Eis que chega um ambulância dos bombeiros, sem avisar, com uma criança, um ano e dois meses, parada. O corpo mole, a pele pálida e os lábios roxos. Iniciamos a RCP, ventilando e massageando a criança. Vale lembrar que a massagem aqui é a massagem cardíaca, com objetivo de fazer o coração bombear, mais ou menos como aquelas bombas para encher um colchão infável, não aquela massagem nas costas sempre bem-vinda após um plantão.
Eu entrei primeiro na sala de emergência e iniciei a RCP, assim que meu colega entrou, olhei para ele e falei “assume”. Médicos têm papel de liderança dentro dos hospitais, especialmente em situações de emergência, a falta de comunicação e a falta de um líder podem prejudicar muito o atendimento. E quando há dois líderes, ordens contrárias prejudicam muito mais do que beneficiam. Por motivos óbvios, passei a liderança para ele. Com todo o conhecimento ainda fresco das aulas teóricas e principalmente práticas do curso do fim de semana, prestamos o melhor atendimento possível. Tenho certeza que fosse eu o líder, isso não teria acontecido. A criança voltou. A reanimação funcionara. Ainda precisava de suporte. Precisaria ser estabilizada, descoberta a causa da PCR e tratada. Após uma PCR é mandatório um suporte em UTI. Mantínhamos a criança sedada e com fornecíamos oxigênio por meio de um fole e um tubo em sua traquéia.
Enquanto um de nós conversava com a família, outro ligava para o hospital infantil e para o SAMU, para fazer a transferência. Eu liguei. Feito o meio de campo, era só aguardar a ambulância para levá-la para a UTI pediátrica. Foram longos minutos.
Estávamos felizes com a reanimação. Ela voltara a vida. E crianças têm um prognóstico muito melhor que adultos. Suas células têm um potencial regenerativo muito maior. Estávamos tensos. A PCR é uma situação grave, que oferece riscos ainda. Havíamos tratado uma conseqüência, não uma causa. Ela poderia parar novamente.
Uma das principais causas de parada em criança é a falência respiratória. E agora “respirávamos” por ele. Bem, pelo menos fornecíamos oxigênio em quantidade e pressão suficiente. Isso me tranquilizada. A demora da ambulância, a UTI móvel, me agoniava.

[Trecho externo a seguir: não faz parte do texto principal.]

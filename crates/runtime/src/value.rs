//! Language values and function values.
//!
//! The scheduler treats values opaquely: coercions and zero values are
//! supplied by the type system before a call ever reaches the core. What
//! matters here is that values cross carrier threads, so everything in
//! this module is `Send`.

use std::fmt;
use std::sync::Arc;

use crate::error::RuntimeError;
use crate::scheduler::StrandCtx;

/// Outcome of a strand or of a single element invocation.
pub type Outcome = Result<Value, RuntimeError>;

/// The value repertoire that crosses scheduler boundaries.
#[derive(Debug, Clone, PartialEq)]
pub enum Value {
    Unit,
    Bool(bool),
    Int(i64),
    Float(f64),
    Str(String),
    List(Vec<Value>),
}

impl fmt::Display for Value {
    fn fmt(&self, f: &mut fmt::Formatter<'_>) -> fmt::Result {
        match self {
            Value::Unit => write!(f, "()"),
            Value::Bool(b) => write!(f, "{}", b),
            Value::Int(i) => write!(f, "{}", i),
            Value::Float(x) => write!(f, "{}", x),
            Value::Str(s) => write!(f, "{}", s),
            Value::List(items) => {
                write!(f, "[")?;
                for (i, item) in items.iter().enumerate() {
                    if i > 0 {
                        write!(f, ", ")?;
                    }
                    write!(f, "{}", item)?;
                }
                write!(f, "]")
            }
        }
    }
}

/// Result of running one step of a strand body.
///
/// A step runs uninterrupted on its carrier thread; the returned variant
/// tells the carrier what to do with the strand next.
pub enum StepResult {
    /// The strand finished with a result or an error.
    Done(Outcome),
    /// Explicit cooperative yield; re-enqueue at the tail of the ready
    /// queue.
    Yielded,
    /// The strand suspended itself during this step (a wait or a park).
    /// The carrier releases it without re-enqueueing.
    Pending,
}

/// A resumable strand body.
///
/// Generated code compiles each function into a state machine whose
/// `step` runs from one suspension point to the next. A step that calls
/// a suspending operation on the context must return
/// [`StepResult::Pending`]; on the next step the outcome is available
/// through [`StrandCtx::take_resumption`].
pub trait StrandBody: Send {
    fn step(&mut self, cx: &mut StrandCtx<'_>) -> StepResult;
}

/// A native function body: runs to completion within a single slice.
pub type NativeFn = dyn Fn(&mut StrandCtx<'_>, &[Value]) -> Outcome + Send + Sync;

/// Factory producing a fresh body state machine for one invocation.
pub type BodyFactory = dyn Fn(Vec<Value>) -> Box<dyn StrandBody> + Send + Sync;

enum FunctionKind {
    Native(Arc<NativeFn>),
    Resumable(Arc<BodyFactory>),
}

/// A callable function value, invokable through the scheduler.
pub struct FunctionValue {
    pub name: String,
    kind: FunctionKind,
}

impl FunctionValue {
    /// A function that runs to completion in one slice. It may spawn
    /// async children but cannot itself suspend.
    pub fn native(
        name: impl Into<String>,
        f: impl Fn(&mut StrandCtx<'_>, &[Value]) -> Outcome + Send + Sync + 'static,
    ) -> Arc<FunctionValue> {
        Arc::new(FunctionValue {
            name: name.into(),
            kind: FunctionKind::Native(Arc::new(f)),
        })
    }

    /// A function compiled to a resumable state machine.
    pub fn resumable(
        name: impl Into<String>,
        factory: impl Fn(Vec<Value>) -> Box<dyn StrandBody> + Send + Sync + 'static,
    ) -> Arc<FunctionValue> {
        Arc::new(FunctionValue {
            name: name.into(),
            kind: FunctionKind::Resumable(Arc::new(factory)),
        })
    }

    /// Build the body for one invocation with the given arguments.
    pub(crate) fn instantiate(&self, args: Vec<Value>) -> Box<dyn StrandBody> {
        match &self.kind {
            FunctionKind::Native(f) => Box::new(NativeBody {
                func: f.clone(),
                args,
            }),
            FunctionKind::Resumable(factory) => factory(args),
        }
    }

    /// The native closure, if this is a native function.
    pub(crate) fn as_native(&self) -> Option<Arc<NativeFn>> {
        match &self.kind {
            FunctionKind::Native(f) => Some(f.clone()),
            FunctionKind::Resumable(_) => None,
        }
    }
}

impl fmt::Debug for FunctionValue {
    fn fmt(&self, f: &mut fmt::Formatter<'_>) -> fmt::Result {
        write!(f, "<fn {}>", self.name)
    }
}

/// Adapter running a native function as a single-step body.
struct NativeBody {
    func: Arc<NativeFn>,
    args: Vec<Value>,
}

impl StrandBody for NativeBody {
    fn step(&mut self, cx: &mut StrandCtx<'_>) -> StepResult {
        StepResult::Done((self.func)(cx, &self.args))
    }
}
// ─── Scalar parsing ──────────────────────────────────────────────────────────

fn parse_date(s: &str) -> Option<FieldValue> {
  NaiveDate::from_str(s).ok().map(FieldValue::Date)
}

fn parse_timestamp(s: &str) -> Option<FieldValue> {
  DateTime::parse_from_rfc3339(s)
    .ok()
    .map(|dt| FieldValue::Timestamp(dt.with_timezone(&Utc)))
}

static NUMERIC_RE: LazyLock<Regex> = LazyLock::new(|| {
  Regex::new(r"^[+-]?(\d+\.?\d*|\.\d+)([eE][+-]?\d+)?$")
    .expect("numeric literal pattern is a valid regex")
});

/// Largest digit count reported for decimals that carry no precision of
/// their own.
const DECIMAL_MAX_DIGITS: u32 = 28;

fn parse_decimal(s: &str) -> Lookup {
  let s = s.trim();
  match Decimal::from_str(s).or_else(|_| Decimal::from_scientific(s)) {
    Ok(d) => Lookup::Present(FieldValue::Decimal(d)),
    Err(_) if NUMERIC_RE.is_match(s) => Lookup::Overflow,
    Err(_) => Lookup::Mismatch,
  }
}

fn parse_bool(s: &str) -> Option<FieldValue> {
  match s.trim().to_ascii_lowercase().as_str() {
    "true" | "t" | "yes" | "y" | "on" | "1" => Some(FieldValue::Bool(true)),
    "false" | "f" | "no" | "n" | "off" | "0" => Some(FieldValue::Bool(false)),
    _ => None,
  }
}

// ─── Per-field rule ──────────────────────────────────────────────────────────

/// Count `(whole, fractional)` significant digits, ignoring trailing zeros
/// after the decimal point.
pub fn digit_counts(value: &Decimal) -> (u32, u32) {
  let normalized = value.normalize();
  let scale = normalized.scale();
  let mantissa = normalized.mantissa().unsigned_abs();
  let digits = if mantissa == 0 { 0 } else { mantissa.ilog10() + 1 };
  (digits.saturating_sub(scale), scale)
}

fn check_precision(
  spec: &FieldSpec,
  precision: Precision,
  value: &Decimal,
  out: &mut Vec<Violation>,
) {
  let (whole, fraction) = digit_counts(value);

  if fraction > precision.decimal_places {
    out.push(Violation {
      field:  spec.name,
      reason: Reason::NumericPrecisionExceeded {
        limit: PrecisionLimit::DecimalPlaces,
        max:   precision.decimal_places,
      },
    });
  }
  if whole + fraction > precision.max_digits
    || whole > precision.whole_digits()
  {
    out.push(Violation {
      field:  spec.name,
      reason: Reason::NumericPrecisionExceeded {
        limit: PrecisionLimit::TotalDigits,
        max:   precision.max_digits,
      },
    });
  }
}

/// Apply the constraints of `spec` to a value that already has the right
/// type. A value of the wrong type is reported as a type mismatch.
pub fn check_value(spec: &FieldSpec, value: &FieldValue, out: &mut Vec<Violation>) {
  match (&spec.kind, value) {
    (FieldKind::Text { max_len, pattern }, FieldValue::Text(s)) => {
      if let Some(max) = *max_len {
        let actual = s.chars().count();
        if actual > max {
          out.push(Violation {
            field:  spec.name,
            reason: Reason::MaxLengthExceeded { max, actual },
          });
        }
      }
      if let Some(pattern) = *pattern
        && !pattern.is_match(s)
      {
        out.push(Violation {
          field:  spec.name,
          reason: Reason::PatternMismatch { pattern },
        });
      }
    }
    (FieldKind::Decimal { precision }, FieldValue::Decimal(d)) => {
      if let Some(precision) = *precision {
        check_precision(spec, precision, d, out);
      }
    }
    (FieldKind::Date, FieldValue::Date(_))
    | (FieldKind::Bool, FieldValue::Bool(_))
    | (FieldKind::Integer, FieldValue::Integer(_))
    | (FieldKind::Timestamp, FieldValue::Timestamp(_)) => {}
    (kind, _) => out.push(Violation {
      field:  spec.name,
      reason: Reason::TypeMismatch { expected: kind.expected() },
    }),
  }
}

// ─── Validator ───────────────────────────────────────────────────────────────

/// The values that passed validation, keyed by field name.
#[derive(Debug, Default)]
pub struct ValidatedFields {
  values: BTreeMap<&'static str, FieldValue>,
}

impl ValidatedFields {
  pub fn len(&self) -> usize { self.values.len() }

  pub fn is_empty(&self) -> bool { self.values.is_empty() }

  pub fn take_text(&mut self, name: &str) -> Option<String> {
    match self.values.remove(name)? {
      FieldValue::Text(s) => Some(s),
      _ => None,
    }
  }

  pub fn take_date(&mut self, name: &str) -> Option<NaiveDate> {
    match self.values.remove(name)? {
      FieldValue::Date(d) => Some(d),
      _ => None,
    }
  }

  pub fn take_decimal(&mut self, name: &str) -> Option<Decimal> {
    match self.values.remove(name)? {
      FieldValue::Decimal(d) => Some(d),
      _ => None,
    }
  }

  pub fn take_bool(&mut self, name: &str) -> Option<bool> {
    match self.values.remove(name)? {
      FieldValue::Bool(b) => Some(b),
      _ => None,
    }
  }
}

/// Validate `source` against every field `view` declares.
///
/// Keys the view does not declare are ignored.
pub fn validate<S>(view: View, source: &S) -> Result<ValidatedFields, ValidationError>
where
  S: FieldSource + ?Sized,
{
  let mut violations = Vec::new();
  let mut fields = ValidatedFields::default();

  for (spec, presence) in view.fields() {
    match source.lookup(spec) {
      Lookup::Absent => {
        if presence == Presence::Required {
          violations.push(Violation {
            field:  spec.name,
            reason: Reason::RequiredFieldMissing,
          });
        }
      }
      Lookup::Mismatch => violations.push(Violation {
        field:  spec.name,
        reason: Reason::TypeMismatch { expected: spec.kind.expected() },
      }),
      Lookup::Overflow => violations.push(Violation {
        field:  spec.name,
        reason: Reason::NumericPrecisionExceeded {
          limit: PrecisionLimit::TotalDigits,
          max:   match spec.kind {
            FieldKind::Decimal { precision: Some(p) } => p.max_digits,
            _ => DECIMAL_MAX_DIGITS,
          },
        },
      }),
      Lookup::Present(value) => {
        let before = violations.len();
        check_value(spec, &value, &mut violations);
        if violations.len() == before {
          fields.values.insert(spec.name, value);
        }
      }
    }
  }

  match ValidationError::from_violations(view, violations) {
    Some(err) => Err(err),
    None => Ok(fields),
  }
}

Conversei também com a família. Que, sim, era uma situação muito grave. Sim, ela estava estável, mas poderia instabilizar. Sim, ela precisaria ficar internada na UTI, passaria alguns dias no hospitál. Teria que ficar intubada, com máquinas respirando por ela, com tubos alimentando-a, com sondas. Mas, sim, eu acreditava que o pior havia passado e que a tendência era melhorar. Acreditava na recuperação. Acreditava em uma alta hospitalar precoce. Alguns dias, até tratar a causa de base. Suspeitávamos de uma pneumonia. Sim, era grave.
A ambulância chegou e realizou a transferência. Levou para a UTI. Mais tarde, ficamos sabendo que após ter sido reanimada de três novas paradas cárdio-respiratórias na UTI, não havia resistido à mais uma.
Sim, era grave. Sim, eu acreditava que o pior já havia passado.